Stop after the line that contains "Phase 1: Input"; until then, restate each line of the entries word for word from the very first.

Start of INPUT RECORDS

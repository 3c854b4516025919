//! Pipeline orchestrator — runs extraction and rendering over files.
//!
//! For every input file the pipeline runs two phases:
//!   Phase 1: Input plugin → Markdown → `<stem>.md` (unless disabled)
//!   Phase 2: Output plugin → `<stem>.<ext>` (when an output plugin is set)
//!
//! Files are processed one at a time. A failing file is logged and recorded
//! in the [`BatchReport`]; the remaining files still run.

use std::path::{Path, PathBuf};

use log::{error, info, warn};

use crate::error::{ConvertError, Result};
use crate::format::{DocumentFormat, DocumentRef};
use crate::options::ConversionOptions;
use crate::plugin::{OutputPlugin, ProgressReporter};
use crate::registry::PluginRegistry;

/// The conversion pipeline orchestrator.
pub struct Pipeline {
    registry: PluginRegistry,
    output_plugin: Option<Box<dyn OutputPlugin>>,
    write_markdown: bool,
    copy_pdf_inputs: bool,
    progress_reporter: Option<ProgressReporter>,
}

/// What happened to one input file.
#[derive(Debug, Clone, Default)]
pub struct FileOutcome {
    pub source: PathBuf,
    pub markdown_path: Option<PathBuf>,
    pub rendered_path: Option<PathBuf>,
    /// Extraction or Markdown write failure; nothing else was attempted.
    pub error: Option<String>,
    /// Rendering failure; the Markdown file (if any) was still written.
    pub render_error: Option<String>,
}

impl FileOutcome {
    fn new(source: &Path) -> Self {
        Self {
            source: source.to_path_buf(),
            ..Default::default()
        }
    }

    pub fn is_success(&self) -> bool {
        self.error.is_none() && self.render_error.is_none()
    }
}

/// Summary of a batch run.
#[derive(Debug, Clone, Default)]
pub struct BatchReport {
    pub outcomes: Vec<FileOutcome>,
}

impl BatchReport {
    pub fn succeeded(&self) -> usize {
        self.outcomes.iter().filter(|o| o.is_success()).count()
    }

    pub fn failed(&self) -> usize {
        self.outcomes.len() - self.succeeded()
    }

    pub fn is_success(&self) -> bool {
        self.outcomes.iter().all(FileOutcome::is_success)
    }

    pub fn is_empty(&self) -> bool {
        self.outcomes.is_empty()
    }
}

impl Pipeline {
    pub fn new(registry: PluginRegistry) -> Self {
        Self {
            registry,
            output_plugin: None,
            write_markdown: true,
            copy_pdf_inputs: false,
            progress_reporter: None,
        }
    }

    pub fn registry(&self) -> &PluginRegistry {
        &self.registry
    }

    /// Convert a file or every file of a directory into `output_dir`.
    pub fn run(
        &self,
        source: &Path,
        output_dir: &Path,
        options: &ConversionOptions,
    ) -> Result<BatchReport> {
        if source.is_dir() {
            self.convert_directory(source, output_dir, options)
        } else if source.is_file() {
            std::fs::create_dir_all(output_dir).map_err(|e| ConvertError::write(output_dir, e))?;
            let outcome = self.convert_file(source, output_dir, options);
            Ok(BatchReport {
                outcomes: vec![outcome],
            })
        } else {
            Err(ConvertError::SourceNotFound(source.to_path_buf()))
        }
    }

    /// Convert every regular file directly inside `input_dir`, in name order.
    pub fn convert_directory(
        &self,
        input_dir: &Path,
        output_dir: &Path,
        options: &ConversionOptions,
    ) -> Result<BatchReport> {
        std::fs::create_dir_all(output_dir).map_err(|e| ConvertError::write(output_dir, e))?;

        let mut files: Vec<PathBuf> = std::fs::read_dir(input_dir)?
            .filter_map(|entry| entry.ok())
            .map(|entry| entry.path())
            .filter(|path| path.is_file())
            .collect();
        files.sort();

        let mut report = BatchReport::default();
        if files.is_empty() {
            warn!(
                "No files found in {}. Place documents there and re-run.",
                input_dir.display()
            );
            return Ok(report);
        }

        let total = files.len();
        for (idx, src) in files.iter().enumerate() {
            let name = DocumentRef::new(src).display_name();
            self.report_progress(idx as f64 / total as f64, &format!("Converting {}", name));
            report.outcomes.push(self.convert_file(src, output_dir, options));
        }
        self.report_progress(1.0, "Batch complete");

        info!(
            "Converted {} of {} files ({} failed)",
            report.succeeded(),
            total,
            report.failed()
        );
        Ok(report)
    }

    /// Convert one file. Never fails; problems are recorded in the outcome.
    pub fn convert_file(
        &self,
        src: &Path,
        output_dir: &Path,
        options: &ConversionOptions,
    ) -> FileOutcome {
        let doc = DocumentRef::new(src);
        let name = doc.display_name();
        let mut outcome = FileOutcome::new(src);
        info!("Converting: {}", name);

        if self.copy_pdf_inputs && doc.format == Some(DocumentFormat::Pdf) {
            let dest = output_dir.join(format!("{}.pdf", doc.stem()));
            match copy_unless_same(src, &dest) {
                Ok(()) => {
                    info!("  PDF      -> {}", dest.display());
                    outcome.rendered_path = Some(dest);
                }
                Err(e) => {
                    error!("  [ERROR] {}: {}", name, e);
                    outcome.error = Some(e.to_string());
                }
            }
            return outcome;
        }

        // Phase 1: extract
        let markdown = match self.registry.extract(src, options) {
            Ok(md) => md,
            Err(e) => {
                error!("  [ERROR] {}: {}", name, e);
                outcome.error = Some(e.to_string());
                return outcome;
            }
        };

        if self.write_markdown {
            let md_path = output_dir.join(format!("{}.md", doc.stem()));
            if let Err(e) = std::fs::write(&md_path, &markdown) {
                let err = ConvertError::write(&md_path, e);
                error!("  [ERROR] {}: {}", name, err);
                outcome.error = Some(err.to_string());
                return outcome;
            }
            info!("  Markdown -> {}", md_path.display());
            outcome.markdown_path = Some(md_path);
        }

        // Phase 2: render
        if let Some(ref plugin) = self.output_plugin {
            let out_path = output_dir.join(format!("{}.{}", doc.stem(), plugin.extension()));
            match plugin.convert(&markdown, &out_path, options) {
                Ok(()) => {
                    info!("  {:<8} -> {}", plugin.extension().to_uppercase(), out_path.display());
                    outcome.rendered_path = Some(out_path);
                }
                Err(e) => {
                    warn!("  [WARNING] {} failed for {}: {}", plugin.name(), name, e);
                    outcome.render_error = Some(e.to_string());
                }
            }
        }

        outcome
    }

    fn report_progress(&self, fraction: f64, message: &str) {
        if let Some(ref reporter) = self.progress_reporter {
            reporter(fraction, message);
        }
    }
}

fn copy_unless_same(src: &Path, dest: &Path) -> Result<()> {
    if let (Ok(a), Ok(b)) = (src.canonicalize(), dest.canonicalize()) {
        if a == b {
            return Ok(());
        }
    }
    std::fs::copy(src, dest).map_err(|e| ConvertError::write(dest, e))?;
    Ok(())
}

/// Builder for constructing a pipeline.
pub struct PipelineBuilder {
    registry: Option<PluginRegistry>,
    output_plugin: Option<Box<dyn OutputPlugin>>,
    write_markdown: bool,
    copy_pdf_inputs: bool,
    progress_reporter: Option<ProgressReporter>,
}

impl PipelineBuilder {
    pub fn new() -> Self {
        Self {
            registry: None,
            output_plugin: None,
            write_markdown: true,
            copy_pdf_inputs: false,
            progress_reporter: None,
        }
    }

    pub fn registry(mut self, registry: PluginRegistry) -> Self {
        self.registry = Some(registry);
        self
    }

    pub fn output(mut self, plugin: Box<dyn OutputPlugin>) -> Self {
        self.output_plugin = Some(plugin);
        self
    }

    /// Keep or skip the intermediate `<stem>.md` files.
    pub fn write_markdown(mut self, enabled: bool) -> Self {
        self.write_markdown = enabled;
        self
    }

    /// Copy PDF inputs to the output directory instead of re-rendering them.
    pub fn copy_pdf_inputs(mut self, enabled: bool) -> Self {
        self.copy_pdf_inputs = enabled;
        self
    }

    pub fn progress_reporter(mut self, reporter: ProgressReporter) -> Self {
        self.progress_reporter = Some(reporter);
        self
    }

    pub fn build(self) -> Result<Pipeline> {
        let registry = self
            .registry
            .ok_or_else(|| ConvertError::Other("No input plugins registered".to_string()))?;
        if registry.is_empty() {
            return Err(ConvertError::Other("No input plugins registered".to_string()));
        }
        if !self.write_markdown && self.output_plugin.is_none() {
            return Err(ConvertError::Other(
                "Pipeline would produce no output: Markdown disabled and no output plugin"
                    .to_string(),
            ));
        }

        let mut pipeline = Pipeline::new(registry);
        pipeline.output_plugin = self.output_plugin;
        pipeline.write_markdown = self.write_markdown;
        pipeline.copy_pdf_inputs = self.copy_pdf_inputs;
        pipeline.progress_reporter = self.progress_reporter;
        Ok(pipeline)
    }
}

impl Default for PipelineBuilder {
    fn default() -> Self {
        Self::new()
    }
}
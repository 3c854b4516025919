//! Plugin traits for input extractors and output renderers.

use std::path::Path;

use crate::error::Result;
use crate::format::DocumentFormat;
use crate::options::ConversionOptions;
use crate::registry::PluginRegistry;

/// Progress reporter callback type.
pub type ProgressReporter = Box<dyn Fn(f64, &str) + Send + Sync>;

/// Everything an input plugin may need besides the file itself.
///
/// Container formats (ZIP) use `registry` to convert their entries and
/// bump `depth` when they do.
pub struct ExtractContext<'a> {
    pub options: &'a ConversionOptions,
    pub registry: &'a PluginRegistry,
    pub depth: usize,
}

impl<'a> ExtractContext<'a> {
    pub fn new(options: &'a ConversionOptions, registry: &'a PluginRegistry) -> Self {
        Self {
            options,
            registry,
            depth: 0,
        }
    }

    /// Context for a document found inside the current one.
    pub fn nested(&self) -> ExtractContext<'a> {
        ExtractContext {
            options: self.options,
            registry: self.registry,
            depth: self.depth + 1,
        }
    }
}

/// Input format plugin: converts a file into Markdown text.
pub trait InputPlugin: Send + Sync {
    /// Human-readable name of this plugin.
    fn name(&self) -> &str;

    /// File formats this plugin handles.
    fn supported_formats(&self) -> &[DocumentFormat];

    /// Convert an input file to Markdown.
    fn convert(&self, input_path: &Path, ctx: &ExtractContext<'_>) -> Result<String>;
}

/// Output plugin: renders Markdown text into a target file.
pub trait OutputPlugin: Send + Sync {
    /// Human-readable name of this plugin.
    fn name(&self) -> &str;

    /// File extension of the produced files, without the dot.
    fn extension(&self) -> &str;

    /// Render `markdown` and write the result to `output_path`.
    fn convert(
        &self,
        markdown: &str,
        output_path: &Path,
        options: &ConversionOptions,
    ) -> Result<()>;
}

End of INPUT RECORDS

TASK RESPONSE:
repository 3c854b4516025919
//! Pipeline orchestrator — runs extraction and rendering over files.
//!
//! For every input file the pipeline runs two phases:
//!   Phase 1: Input plugin → Markdown → `<stem>.md` (unless disabled)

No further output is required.